The Russians were the first to use Siberian Ginseng as a training aid for their athletes with dramatic results. The Russian Olympic team has publicly acknowledged its use since 1972 and credits its effects for the capture of eleven gold medals at the Lillehammer Winter Olympics in 1994.

It has been used (and still is) by the Russians to increase performance, bolster the immune system, reduce fatigue after workouts, and lower the effects of stress all with no side effects. Over-trained athletes often have high levels of stress-induced cortisol, a catabolic (protein-destroying) stress hormone. Siberian ginseng deactivates cortisol before the hormone can cause tissue damage.2

Siberian ginseng even supports the body during traditional cancer treatments by helping the liver detoxify harmful toxins including those from chemotherapy and radiation exposure.3 Research has also shown that it has a pronounced effect on the immune system. It improves the function of T cells (mostly T-helper cells), cytotoxic and natural killer (NK) cells, and increases the production of virus-fighting interferon.

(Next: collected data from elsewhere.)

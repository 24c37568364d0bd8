//! Error types for the sidecar client.

use thiserror::Error;

/// Result type alias for client operations.
pub type Result<T> = std::result::Result<T, ClientError>;

/// Errors that can occur while talking to Kibana or Elasticsearch.
#[derive(Error, Debug)]
pub enum ClientError {
    /// HTTP request error.
    #[error("HTTP error: {0}")]
    HttpError(#[from] reqwest::Error),

    /// Non-success response from the upstream API.
    #[error("API error ({status}) at {url}: {message}")]
    ApiError {
        status: u16,
        url: String,
        message: String,
    },

    /// Response body did not have the expected shape.
    #[error("Invalid response format: {0}")]
    InvalidResponse(String),

    /// Invalid URL.
    #[error("Invalid URL: {0}")]
    InvalidUrl(String),

    /// Transport retries were exhausted; carries the last failure.
    #[error("Maximum retries exceeded ({0} attempts): {1}")]
    MaxRetriesExceeded(usize, Box<ClientError>),

    /// The Elasticsearch major version has no known watcher API.
    #[error("Unsupported Elasticsearch major version: {0}")]
    UnsupportedVersion(String),
}

impl ClientError {
    /// Check if an HTTP status code is retryable at the transport layer.
    ///
    /// Retryable status codes: 500, 502, 503, 504. Only idempotent requests
    /// are retried on these.
    pub fn is_retryable_status(status: u16) -> bool {
        matches!(status, 500 | 502 | 503 | 504)
    }

    /// HTTP status carried by this error, if the server answered.
    pub fn status(&self) -> Option<u16> {
        match self {
            Self::ApiError { status, .. } => Some(*status),
            Self::MaxRetriesExceeded(_, inner) => inner.status(),
            _ => None,
        }
    }
}
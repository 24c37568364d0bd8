//! Metrics collection for upstream calls and reconciliation.
//!
//! This module provides metrics collection for the sidecar, including:
//! - Request latency histograms
//! - Request counters (total, retries, errors)
//! - Error categorization
//! - Sync counters (objects saved/failed per family, reconciliations, watch restarts)
//!
//! # What this module does NOT handle:
//! - Metrics exposition/export (see [`crate::metrics_exporter`])
//! - Alerting or threshold monitoring
//!
//! # Invariants
//! - All metrics use consistent label names: `endpoint`, `method`, `status`, `error_category`, `family`
//! - Metric recording is infallible
//! - Zero-cost when no metrics recorder is installed

use crate::error::ClientError;
use std::time::Duration;

/// Metric name for request duration histogram.
pub const METRIC_REQUEST_DURATION: &str = "kibana_sidecar_request_duration_seconds";

/// Metric name for total request counter.
pub const METRIC_REQUESTS_TOTAL: &str = "kibana_sidecar_requests_total";

/// Metric name for retry counter.
pub const METRIC_RETRIES_TOTAL: &str = "kibana_sidecar_retries_total";

/// Metric name for error counter.
pub const METRIC_ERRORS_TOTAL: &str = "kibana_sidecar_errors_total";

/// Metric name for objects accepted upstream.
pub const METRIC_OBJECTS_SYNCED: &str = "kibana_sidecar_objects_synced_total";

/// Metric name for objects rejected upstream.
pub const METRIC_OBJECTS_FAILED: &str = "kibana_sidecar_objects_failed_total";

/// Metric name for processed ConfigMap events.
pub const METRIC_RECONCILIATIONS: &str = "kibana_sidecar_reconciliations_total";

/// Metric name for watch stream re-subscriptions.
pub const METRIC_WATCH_RESTARTS: &str = "kibana_sidecar_watch_restarts_total";

/// Error categories for metrics labeling.
#[derive(Debug, Clone, Copy, PartialEq, Eq)]
pub enum ErrorCategory {
    /// Transport-level errors (connection refused, DNS, etc.)
    Transport,
    /// HTTP 4xx client errors
    Http4xx,
    /// HTTP 5xx server errors
    Http5xx,
    /// Malformed or unexpected response bodies
    Api,
    /// Request timeout
    Timeout,
    /// Unknown/unclassified errors
    Unknown,
}

impl ErrorCategory {
    /// Returns the string label for this error category.
    pub const fn as_str(&self) -> &'static str {
        match self {
            ErrorCategory::Transport => "transport",
            ErrorCategory::Http4xx => "http_4xx",
            ErrorCategory::Http5xx => "http_5xx",
            ErrorCategory::Api => "api",
            ErrorCategory::Timeout => "timeout",
            ErrorCategory::Unknown => "unknown",
        }
    }
}

impl From<&ClientError> for ErrorCategory {
    fn from(error: &ClientError) -> Self {
        match error {
            ClientError::ApiError { status, .. } => {
                if (400..500).contains(status) {
                    ErrorCategory::Http4xx
                } else if (500..600).contains(status) {
                    ErrorCategory::Http5xx
                } else {
                    ErrorCategory::Api
                }
            }
            ClientError::HttpError(e) if e.is_timeout() => ErrorCategory::Timeout,
            ClientError::HttpError(e) if e.is_connect() => ErrorCategory::Transport,
            ClientError::HttpError(e) if e.is_decode() => ErrorCategory::Api,
            ClientError::InvalidResponse(_) => ErrorCategory::Api,
            ClientError::MaxRetriesExceeded(_, inner) => ErrorCategory::from(inner.as_ref()),
            _ => ErrorCategory::Unknown,
        }
    }
}

/// Downstream object family, used as the `family` label.
#[derive(Debug, Clone, Copy, PartialEq, Eq)]
pub enum ObjectFamily {
    /// Kibana saved objects
    SavedObject,
    /// Elasticsearch watches
    Watch,
}

impl ObjectFamily {
    pub const fn as_str(&self) -> &'static str {
        match self {
            ObjectFamily::SavedObject => "saved_object",
            ObjectFamily::Watch => "watch",
        }
    }
}

/// Metrics collector for the sidecar.
///
/// A lightweight wrapper around the `metrics` crate macros providing
/// type-safe methods for recording metrics with consistent labels.
#[derive(Debug, Clone, Default)]
pub struct MetricsCollector {
    enabled: bool,
}

impl MetricsCollector {
    /// Create a new, enabled metrics collector.
    pub fn new() -> Self {
        Self { enabled: true }
    }

    /// Create a disabled metrics collector that records nothing.
    pub fn disabled() -> Self {
        Self { enabled: false }
    }

    /// Check if metrics collection is enabled.
    pub fn is_enabled(&self) -> bool {
        self.enabled
    }

    /// Record the duration of an HTTP request.
    ///
    /// `status` is `None` if the request failed before receiving a response.
    pub fn record_request_duration(
        &self,
        endpoint: &str,
        method: &str,
        duration: Duration,
        status: Option<u16>,
    ) {
        if !self.enabled {
            return;
        }

        let status_label = status.map_or("error".to_string(), |s| s.to_string());

        metrics::histogram!(METRIC_REQUEST_DURATION,
            "endpoint" => endpoint.to_string(),
            "method" => method.to_string(),
            "status" => status_label,
        )
        .record(duration.as_secs_f64());
    }

    /// Record a request attempt, including retries.
    pub fn record_request(&self, endpoint: &str, method: &str) {
        if !self.enabled {
            return;
        }

        metrics::counter!(METRIC_REQUESTS_TOTAL,
            "endpoint" => endpoint.to_string(),
            "method" => method.to_string(),
        )
        .increment(1);
    }

    /// Record a retry attempt (1-based, not counting the initial request).
    pub fn record_retry(&self, endpoint: &str, method: &str, attempt: usize) {
        if !self.enabled {
            return;
        }

        metrics::counter!(METRIC_RETRIES_TOTAL,
            "endpoint" => endpoint.to_string(),
            "method" => method.to_string(),
            "attempt" => attempt.to_string(),
        )
        .increment(1);
    }

    /// Record a failed call, categorizing the error.
    pub fn record_client_error(&self, endpoint: &str, method: &str, error: &ClientError) {
        if !self.enabled {
            return;
        }

        let category = ErrorCategory::from(error);
        metrics::counter!(METRIC_ERRORS_TOTAL,
            "endpoint" => endpoint.to_string(),
            "method" => method.to_string(),
            "error_category" => category.as_str(),
        )
        .increment(1);
    }

    /// Record objects accepted by the upstream API.
    pub fn record_objects_synced(&self, family: ObjectFamily, count: usize) {
        if !self.enabled || count == 0 {
            return;
        }
        metrics::counter!(METRIC_OBJECTS_SYNCED, "family" => family.as_str())
            .increment(count as u64);
    }

    /// Record objects rejected by the upstream API (or never sent because the call failed).
    pub fn record_objects_failed(&self, family: ObjectFamily, count: usize) {
        if !self.enabled || count == 0 {
            return;
        }
        metrics::counter!(METRIC_OBJECTS_FAILED, "family" => family.as_str())
            .increment(count as u64);
    }

    /// Record the outcome of one ConfigMap event (`synced`, `partial`, `failed`, `skipped`).
    pub fn record_reconciliation(&self, outcome: &'static str) {
        if !self.enabled {
            return;
        }
        metrics::counter!(METRIC_RECONCILIATIONS, "outcome" => outcome).increment(1);
    }

    /// Record a re-subscription of the watch stream.
    pub fn record_watch_restart(&self) {
        if !self.enabled {
            return;
        }
        metrics::counter!(METRIC_WATCH_RESTARTS).increment(1);
    }
}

But there’s much more to the healing benefits of Siberian ginseng. It has been shown to:

  • Effectively reduce blood pressure, lower elevated serum cholesterol, and eliminate angina symptoms in human subjects.
  • Increase blood pressure in subjects with low blood pressure.
  • Prevent upper respiratory infections. The Russians completed a study showing that thousands of participants using Siberian ginseng 8-10 weeks before cold and flu season reduced the incidence of attracting symptoms by 95%.4
  • Promote a feeling of general well-being by balancing the various neurotransmitters (serotonin, dopamine, norepinephrine, epinephrine) that act on the nervous system.
  • Improve conditions where high levels of fatigue, low-grade fevers, frequent sore throats, and joint and muscle pain are present.

The most bioavailable forms of Siberian ginseng are as a tincture, infusion, tea, or raw and chewed. These forms are also beneficial for individuals with a sensitive stomach. You can also take it by capsule or tablet with a large glass of water.

Siberian ginseng can be taken with or without food. Use for 60 days, rest for 2-3 weeks, and the begin using again. Side effects are rare, but should not be used with large amounts of caffeine.